Campbell County School District’s top administrators participated in a week of firearms training this past summer, which will be one of the many factors the board will consider when determining whether or not to allow staff members to carry concealed weapons in school facilities.
“We didn’t feel comfortable saying, ‘Yes, let’s do this,’ without actually having some skin in the game and actually experiencing the same thing some of our people may if this is a direction we want to pursue,” said Deputy Superintendent Kirby Eisenhauer, speaking for himself as well as Superintendent Alex Ayers.
The discussion began after Wyoming statute 21-3-132 was passed by the state Legislature in 2018. The law allows school districts the freedom to decide whether or not they will allow employees to carry concealed firearms on school property.

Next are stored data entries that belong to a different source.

use chrono::NaiveDate;
use serde::{Deserialize, Serialize};

use crate::domain::config::{MatchConfig, PointsConfig};
use crate::domain::{BallKind, MatchId, PlayerId, TeamName};
use crate::engine::MatchSetup;

/// Команда верхнего уровня.
#[derive(Clone, Debug, Serialize, Deserialize)]
pub enum Command {
    /// Создать новый матч (фаза SettingUp).
    CreateMatch(CreateMatchCommand),

    /// Операция над конкретным матчем.
    MatchCommand(MatchCommand),

    /// Команды турнирной таблицы:
    /// - добавить/удалить команду;
    /// - поменять очки за победу/ничью;
    /// - очистить историю матчей.
    LeagueCommand(LeagueCommand),
}

/// Команда создания матча.
#[derive(Clone, Debug, Serialize, Deserialize)]
pub struct CreateMatchCommand {
    /// Оверы и очки. Проверяются при старте матча.
    pub config: MatchConfig,
}

/// Команды, которые относятся к существующему матчу.
#[derive(Clone, Debug, Serialize, Deserialize)]
pub enum MatchCommand {
    /// Команды + стартовая тройка.
    Start(StartMatchCommand),

    /// Записать мяч.
    Ball(BallCommand),

    /// Отменить последний мяч текущего овера.
    Undo(UndoCommand),

    /// Новый бэтсмен после калитки.
    SelectBatsman(SelectPlayerCommand),

    /// Боулер на следующий овер.
    SelectBowler(SelectPlayerCommand),

    /// Стартовая тройка второго иннингса.
    SelectOpeners(SelectOpenersCommand),

    /// Сохранить завершённый матч (таблица + карьера + история).
    Save(SaveMatchCommand),

    /// Бросить матч без сохранения.
    Abandon(AbandonMatchCommand),

    /// Поднять незавершённый матч из снапшота хранилища.
    Resume(ResumeMatchCommand),
}

#[derive(Clone, Debug, Serialize, Deserialize)]
pub struct StartMatchCommand {
    pub match_id: MatchId,
    pub setup: MatchSetup,
}

#[derive(Clone, Debug, Serialize, Deserialize)]
pub struct BallCommand {
    pub match_id: MatchId,
    pub kind: BallKind,
}

#[derive(Clone, Debug, Serialize, Deserialize)]
pub struct UndoCommand {
    pub match_id: MatchId,
}

#[derive(Clone, Debug, Serialize, Deserialize)]
pub struct SelectPlayerCommand {
    pub match_id: MatchId,
    pub player: PlayerId,
}

#[derive(Clone, Debug, Serialize, Deserialize)]
pub struct SelectOpenersCommand {
    pub match_id: MatchId,
    pub striker: PlayerId,
    pub non_striker: PlayerId,
    pub bowler: PlayerId,
}

#[derive(Clone, Debug, Serialize, Deserialize)]
pub struct SaveMatchCommand {
    pub match_id: MatchId,
    /// Дата матча для истории.
    pub date: NaiveDate,
}

#[derive(Clone, Debug, Serialize, Deserialize)]
pub struct AbandonMatchCommand {
    pub match_id: MatchId,
}

#[derive(Clone, Debug, Serialize, Deserialize)]
pub struct ResumeMatchCommand {
    pub match_id: MatchId,
}

/// Команды турнирной таблицы.
#[derive(Clone, Debug, Serialize, Deserialize)]
pub enum LeagueCommand {
    AddTeam { name: TeamName },
    RemoveTeam { name: TeamName },
    /// Новые очки действуют только на следующие матчи.
    SetPoints(PointsConfig),
    ClearHistory,
}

Some school districts in Wyoming acted immediately to put the law into practice. However, Campbell County is taking a slower, more measured approach to consider all the impacts prior to making any changes in district policies.
Along with the two administrators, four principals and one vice-principal participated in the week-long firearms training offered by the Gillette Police Department in June. Eisenhauer explained the first day was spent in a classroom setting, where they learned about past incidents and school shooter behavior as well as firearms safety, handling and stance.

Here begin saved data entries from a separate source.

use serde::{Deserialize, Serialize};

use crate::domain::overs::{Overs, BALLS_PER_OVER};
use crate::domain::player::PlayerCareerStat;
use crate::domain::{MatchId, PlayerId};
use crate::engine::{MatchEngine, MatchPhase};
use crate::tournament::League;

use super::dto::{round_to, CareerDto, ChaseDto, MatchHistoryItemDto, ScoreboardDto, StandingsRowDto};

/// Запросы "только чтение".
#[derive(Clone, Debug, Serialize, Deserialize)]
pub enum Query {
    /// Табло матча.
    GetScoreboard { match_id: MatchId },

    /// Id всех матчей в менеджере.
    ListMatches,

    /// Кого можно выбрать на текущий ожидаемый выбор.
    GetPendingCandidates { match_id: MatchId },

    /// Турнирная таблица.
    GetStandings,

    /// История матчей, новые первыми.
    GetHistory,

    /// Карьера одного игрока.
    GetCareer { player: PlayerId },

    /// Все карьеры.
    ListCareers,
}

/// Результат запроса "только чтение".
#[derive(Clone, Debug, Serialize, Deserialize, PartialEq)]
pub enum QueryResponse {
    Scoreboard(ScoreboardDto),
    Matches(Vec<MatchId>),
    Candidates(Vec<PlayerId>),
    Standings(Vec<StandingsRowDto>),
    History(Vec<MatchHistoryItemDto>),
    Career(Option<CareerDto>),
    Careers(Vec<CareerDto>),
}

/// Пробежки за овер. Ноль легальных мячей – ноль.
pub fn run_rate(runs: u32, legal_balls: u32) -> f64 {
    if legal_balls == 0 {
        return 0.0;
    }
    f64::from(runs) * f64::from(BALLS_PER_OVER) / f64::from(legal_balls)
}

/// Сформировать DTO табло по движку.
///
/// До старта и в перерыве текущего иннингса нет: счёт нулевой,
/// бьющая команда – та, что будет бить следующей.
pub fn build_scoreboard_view(match_id: MatchId, engine: &MatchEngine) -> ScoreboardDto {
    let batting = engine.batting_side();
    let tracker = engine.innings.as_ref();

    let (runs, wickets, legal_balls) = tracker
        .map(|t| (t.state.runs, t.state.wickets, t.state.legal_balls))
        .unwrap_or((0, 0, 0));
    let balls_remaining = tracker
        .map(|t| t.balls_remaining())
        .unwrap_or_else(|| engine.config.max_balls());

    let crr = run_rate(runs, legal_balls);

    let (required_run_rate, projected_score, chase) = match engine.state.target {
        Some(target) => {
            let runs_needed = target.saturating_sub(runs);
            let rrr = if balls_remaining == 0 {
                0.0
            } else {
                run_rate(runs_needed, balls_remaining)
            };
            (
                Some(round_to(rrr, 2)),
                None,
                Some(ChaseDto {
                    runs_needed,
                    balls_remaining,
                }),
            )
        }
        None => {
            let projected = (crr * f64::from(engine.config.total_overs)).round() as u32;
            (None, Some(projected), None)
        }
    };

    let pending = if engine.phase == MatchPhase::Finished {
        None
    } else {
        engine.pending.first().copied()
    };

    ScoreboardDto {
        match_id,
        phase: engine.phase,
        innings_number: engine.state.innings_number,
        batting_team: engine.team_name(batting).to_string(),
        bowling_team: engine.team_name(batting.opponent()).to_string(),
        runs,
        wickets,
        overs: Overs::from_balls(legal_balls).to_string(),
        total_overs: engine.config.total_overs,
        current_over: tracker
            .map(|t| t.state.over_history.clone())
            .unwrap_or_default(),
        striker: tracker.map(|t| t.state.striker.clone()),
        non_striker: tracker.map(|t| t.state.non_striker.clone()),
        bowler: tracker.map(|t| t.state.bowler.clone()),
        current_run_rate: round_to(crr, 2),
        required_run_rate,
        projected_score,
        target: engine.state.target,
        chase,
        first_innings: engine.state.first_innings_summary.clone(),
        pending,
        result: engine.result.as_ref().map(|r| r.text.clone()),
    }
}

/// Турнирная таблица с позициями (с единицы).
pub fn build_standings(league: &League) -> Vec<StandingsRowDto> {
    league
        .standings()
        .into_iter()
        .enumerate()
        .map(|(idx, t)| StandingsRowDto {
            position: idx as u32 + 1,
            team: t.name.clone(),
            played: t.played,
            won: t.won,
            lost: t.lost,
            tied: t.tied,
            points: t.points,
            net_run_rate: round_to(t.net_run_rate(), 3),
        })
        .collect()
}

pub fn build_career(player: &str, stat: &PlayerCareerStat) -> CareerDto {
    let strike_rate = if stat.balls == 0 {
        None
    } else {
        Some(round_to(stat.runs as f64 * 100.0 / stat.balls as f64, 2))
    };
    CareerDto {
        player: player.to_string(),
        runs: stat.runs,
        balls: stat.balls,
        wickets: stat.wickets,
        innings: stat.innings,
        strike_rate,
    }
}
use serde::{Deserialize, Serialize};

use crate::domain::PlayerId;

/// Максимум пробежек с одного мяча (шестёрка).
pub const MAX_RUNS_PER_BALL: u8 = 6;

/// Тип экстра-мяча.
#[derive(Clone, Copy, Debug, Serialize, Deserialize, PartialEq, Eq, Hash)]
pub enum ExtraKind {
    Wide,
    NoBall,
}

impl ExtraKind {
    /// Токен для отображения в текущем овере.
    pub fn token(self) -> &'static str {
        match self {
            ExtraKind::Wide => "Wd",
            ExtraKind::NoBall => "Nb",
        }
    }
}

/// Что произошло на мяче.
#[derive(Clone, Copy, Debug, Serialize, Deserialize, PartialEq, Eq, Hash)]
pub enum BallKind {
    /// Пробежки с биты (0..=6).
    Run(u8),
    /// Аут. Пробежек с биты нет.
    Wicket,
    /// Экстра: +1 к счёту команды, мяч не легальный.
    Extra(ExtraKind),
}

impl BallKind {
    /// Сколько очков мяч добавляет команде.
    pub fn team_runs(self) -> u32 {
        match self {
            BallKind::Run(n) => u32::from(n),
            BallKind::Wicket => 0,
            BallKind::Extra(_) => 1,
        }
    }

    /// Легальный ли мяч (засчитывается в овер).
    pub fn is_legal(self) -> bool {
        !matches!(self, BallKind::Extra(_))
    }

    /// Меняются ли бэтсмены местами после этого мяча.
    pub fn rotates_strike(self) -> bool {
        matches!(self, BallKind::Run(n) if n % 2 == 1)
    }

    pub fn token(self) -> String {
        match self {
            BallKind::Run(n) => n.to_string(),
            BallKind::Wicket => "W".to_string(),
            BallKind::Extra(kind) => kind.token().to_string(),
        }
    }
}

/// Один мяч: исход + кто отбивал и кто подавал.
///
/// После записи не меняется.
#[derive(Clone, Debug, Serialize, Deserialize, PartialEq, Eq)]
pub struct BallEvent {
    pub kind: BallKind,
    pub striker: PlayerId,
    pub bowler: PlayerId,
}

impl BallEvent {
    pub fn new(kind: BallKind, striker: impl Into<PlayerId>, bowler: impl Into<PlayerId>) -> Self {
        Self {
            kind,
            striker: striker.into(),
            bowler: bowler.into(),
        }
    }

    pub fn is_legal(&self) -> bool {
        self.kind.is_legal()
    }
}
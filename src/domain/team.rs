use serde::{Deserialize, Serialize};

use crate::domain::overs::Overs;
use crate::domain::TeamName;

/// Сторона матча. Команда A всегда бьёт первой.
#[derive(Clone, Copy, Debug, Serialize, Deserialize, PartialEq, Eq, Hash)]
pub enum TeamSide {
    A,
    B,
}

impl TeamSide {
    pub fn opponent(self) -> TeamSide {
        match self {
            TeamSide::A => TeamSide::B,
            TeamSide::B => TeamSide::A,
        }
    }
}

/// Ключ сравнения названий команд: без пробелов по краям и без учёта регистра.
/// Один и тот же для реестра лиги, составов и проверки старта.
pub fn team_key(name: &str) -> String {
    name.trim().to_lowercase()
}

/// Итог матча в терминах сторон.
#[derive(Clone, Copy, Debug, Serialize, Deserialize, PartialEq, Eq, Hash)]
pub enum Winner {
    A,
    B,
    Tie,
}

impl Winner {
    /// Сторона-победитель (None для ничьей).
    pub fn side(self) -> Option<TeamSide> {
        match self {
            Winner::A => Some(TeamSide::A),
            Winner::B => Some(TeamSide::B),
            Winner::Tie => None,
        }
    }
}

/// Строка турнирной таблицы для одной команды.
#[derive(Clone, Debug, Default, Serialize, Deserialize, PartialEq)]
pub struct TeamRecord {
    pub name: TeamName,
    pub played: u32,
    pub won: u32,
    pub lost: u32,
    pub tied: u32,
    pub points: u32,
    pub runs_for: u32,
    pub runs_against: u32,
    pub overs_faced: Overs,
    pub overs_bowled: Overs,
}

impl TeamRecord {
    pub fn new(name: impl Into<TeamName>) -> Self {
        Self {
            name: name.into(),
            ..Self::default()
        }
    }

    /// Net run rate: runs_for/overs_faced - runs_against/overs_bowled.
    ///
    /// Ноль оверов в знаменателе считается единицей.
    pub fn net_run_rate(&self) -> f64 {
        let scored = f64::from(self.runs_for) / self.overs_faced.rate_denominator();
        let conceded = f64::from(self.runs_against) / self.overs_bowled.rate_denominator();
        scored - conceded
    }

    /// Применить дельту одного матча.
    pub fn apply_delta(&mut self, delta: &TeamRecordDelta) {
        self.played += delta.played;
        self.won += delta.won;
        self.lost += delta.lost;
        self.tied += delta.tied;
        self.points += delta.points;
        self.runs_for += delta.runs_for;
        self.runs_against += delta.runs_against;
        self.overs_faced += delta.overs_faced;
        self.overs_bowled += delta.overs_bowled;
    }
}

/// Вклад одного завершённого матча в запись команды.
#[derive(Clone, Debug, Default, Serialize, Deserialize, PartialEq, Eq)]
pub struct TeamRecordDelta {
    pub team: TeamName,
    pub played: u32,
    pub won: u32,
    pub lost: u32,
    pub tied: u32,
    pub points: u32,
    pub runs_for: u32,
    pub runs_against: u32,
    pub overs_faced: Overs,
    pub overs_bowled: Overs,
}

As the week progressed, so did the training, culminating in real-life simulations, in which participants had to decide whether or not to fire their weapon.

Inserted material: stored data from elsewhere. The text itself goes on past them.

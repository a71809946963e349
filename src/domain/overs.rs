use core::fmt;
use core::ops::{Add, AddAssign};
use core::str::FromStr;

use serde::{Deserialize, Deserializer, Serialize, Serializer};
use thiserror::Error;

/// Сколько легальных мячей в овере.
pub const BALLS_PER_OVER: u32 = 6;

/// Количество оверов. Храним легальные мячи, а не дробь,
/// чтобы `17.4` значило 17 оверов и 4 мяча, а не 17.4 овера.
#[derive(Clone, Copy, Debug, Default, PartialEq, Eq, PartialOrd, Ord, Hash)]
pub struct Overs(pub u32);

#[derive(Debug, Error, PartialEq, Eq)]
pub enum OversParseError {
    #[error("пустая строка оверов")]
    Empty,

    #[error("некорректная запись оверов: {0}")]
    Malformed(String),

    #[error("мячей в овере не может быть {0} (максимум 5)")]
    BallsOutOfRange(u32),
}

impl Overs {
    pub const ZERO: Overs = Overs(0);

    pub fn from_balls(balls: u32) -> Self {
        Overs(balls)
    }

    pub fn from_overs(overs: u32) -> Self {
        Overs(overs.saturating_mul(BALLS_PER_OVER))
    }

    pub fn balls(self) -> u32 {
        self.0
    }

    /// Полных оверов.
    pub fn completed(self) -> u32 {
        self.0 / BALLS_PER_OVER
    }

    /// Мячей в незаконченном овере.
    pub fn remainder(self) -> u32 {
        self.0 % BALLS_PER_OVER
    }

    pub fn is_zero(self) -> bool {
        self.0 == 0
    }

    /// Дробное значение для расчётов: 17.4 -> 17 + 4/6.
    pub fn as_f64(self) -> f64 {
        f64::from(self.0) / f64::from(BALLS_PER_OVER)
    }

    /// Знаменатель для run rate: ноль оверов считаем единицей.
    pub fn rate_denominator(self) -> f64 {
        if self.is_zero() {
            1.0
        } else {
            self.as_f64()
        }
    }
}

impl fmt::Display for Overs {
    fn fmt(&self, f: &mut fmt::Formatter<'_>) -> fmt::Result {
        write!(f, "{}.{}", self.completed(), self.remainder())
    }
}

impl FromStr for Overs {
    type Err = OversParseError;

    fn from_str(s: &str) -> Result<Self, Self::Err> {
        let s = s.trim();
        if s.is_empty() {
            return Err(OversParseError::Empty);
        }

        let (whole, part) = match s.split_once('.') {
            Some((w, p)) => (w, Some(p)),
            None => (s, None),
        };

        let overs: u32 = whole
            .parse()
            .map_err(|_| OversParseError::Malformed(s.to_string()))?;

        let balls: u32 = match part {
            None => 0,
            Some(p) if p.is_empty() => 0,
            Some(p) => p
                .parse()
                .map_err(|_| OversParseError::Malformed(s.to_string()))?,
        };

        if balls >= BALLS_PER_OVER {
            return Err(OversParseError::BallsOutOfRange(balls));
        }

        Ok(Overs(overs.saturating_mul(BALLS_PER_OVER) + balls))
    }
}

impl Add for Overs {
    type Output = Overs;

    fn add(self, rhs: Overs) -> Self::Output {
        Overs(self.0.saturating_add(rhs.0))
    }
}

impl AddAssign for Overs {
    fn add_assign(&mut self, rhs: Overs) {
        self.0 = self.0.saturating_add(rhs.0);
    }
}

impl Serialize for Overs {
    fn serialize<S: Serializer>(&self, serializer: S) -> Result<S::Ok, S::Error> {
        serializer.collect_str(self)
    }
}

impl<'de> Deserialize<'de> for Overs {
    fn deserialize<D: Deserializer<'de>>(deserializer: D) -> Result<Self, D::Error> {
        let raw = String::deserialize(deserializer)?;
        raw.parse().map_err(serde::de::Error::custom)
    }
}

#[cfg(test)]
mod tests {
    use super::*;

    #[test]
    fn notation_is_overs_dot_balls() {
        assert_eq!(Overs(106).to_string(), "17.4");
        assert_eq!(Overs(12).to_string(), "2.0");
        assert_eq!(Overs::ZERO.to_string(), "0.0");
    }

    #[test]
    fn parse_uses_fractional_overs() {
        let o: Overs = "17.4".parse().unwrap();
        assert_eq!(o.balls(), 106);
        assert!((o.as_f64() - (17.0 + 4.0 / 6.0)).abs() < 1e-9);

        assert_eq!("20".parse::<Overs>().unwrap(), Overs::from_overs(20));
    }

    #[test]
    fn parse_rejects_six_balls_and_garbage() {
        assert_eq!(
            "3.6".parse::<Overs>(),
            Err(OversParseError::BallsOutOfRange(6))
        );
        assert!(matches!(
            "x.1".parse::<Overs>(),
            Err(OversParseError::Malformed(_))
        ));
        assert_eq!("  ".parse::<Overs>(), Err(OversParseError::Empty));
    }

    #[test]
    fn zero_overs_denominator_is_one() {
        assert_eq!(Overs::ZERO.rate_denominator(), 1.0);
        assert_eq!(Overs(9).rate_denominator(), 1.5);
    }

    #[test]
    fn serde_uses_string_notation() {
        let json = serde_json::to_string(&Overs(40)).unwrap();
        assert_eq!(json, "\"6.4\"");
        let back: Overs = serde_json::from_str(&json).unwrap();
        assert_eq!(back, Overs(40));
    }
}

The experience level of those who participated varied from experienced hunters to novice. However, all were sobered by the weight of the responsibility the training instilled in them.
Ayers told the board about his experience in the training, but said he would not take a position one way or the other, because he thought the discussion to date has been invaluable. It’s a conversation that will continue next with the community, he added.
“I will tell you the intent of the conversations and the meetings was not to convince anybody, to be pro or con with regard to this topic,” Ayers explained. “I was really pleased with the way law enforcement approached that. They weren’t trying to convince us to take their position; they were simply giving us facts and information and repeatedly said, ‘We’re not suggesting or telling you what you should do.’”
At the end of the board’s discussion on the matter, Eisenhauer reiterated that the district is nowhere near making any type of recommendation on the possibility of allowing concealed carry in schools. He said in talking with the principals, it’s safe to say school staff is close to a 50-50 split on the issue.
Chair Anne Ochs said she thought that guestimate was probably similar to the sentiment in the community.
Eisenhauer said the safety committee for the school district will continue to meet frequently to improve school safety.
No public hearings have been scheduled at this time.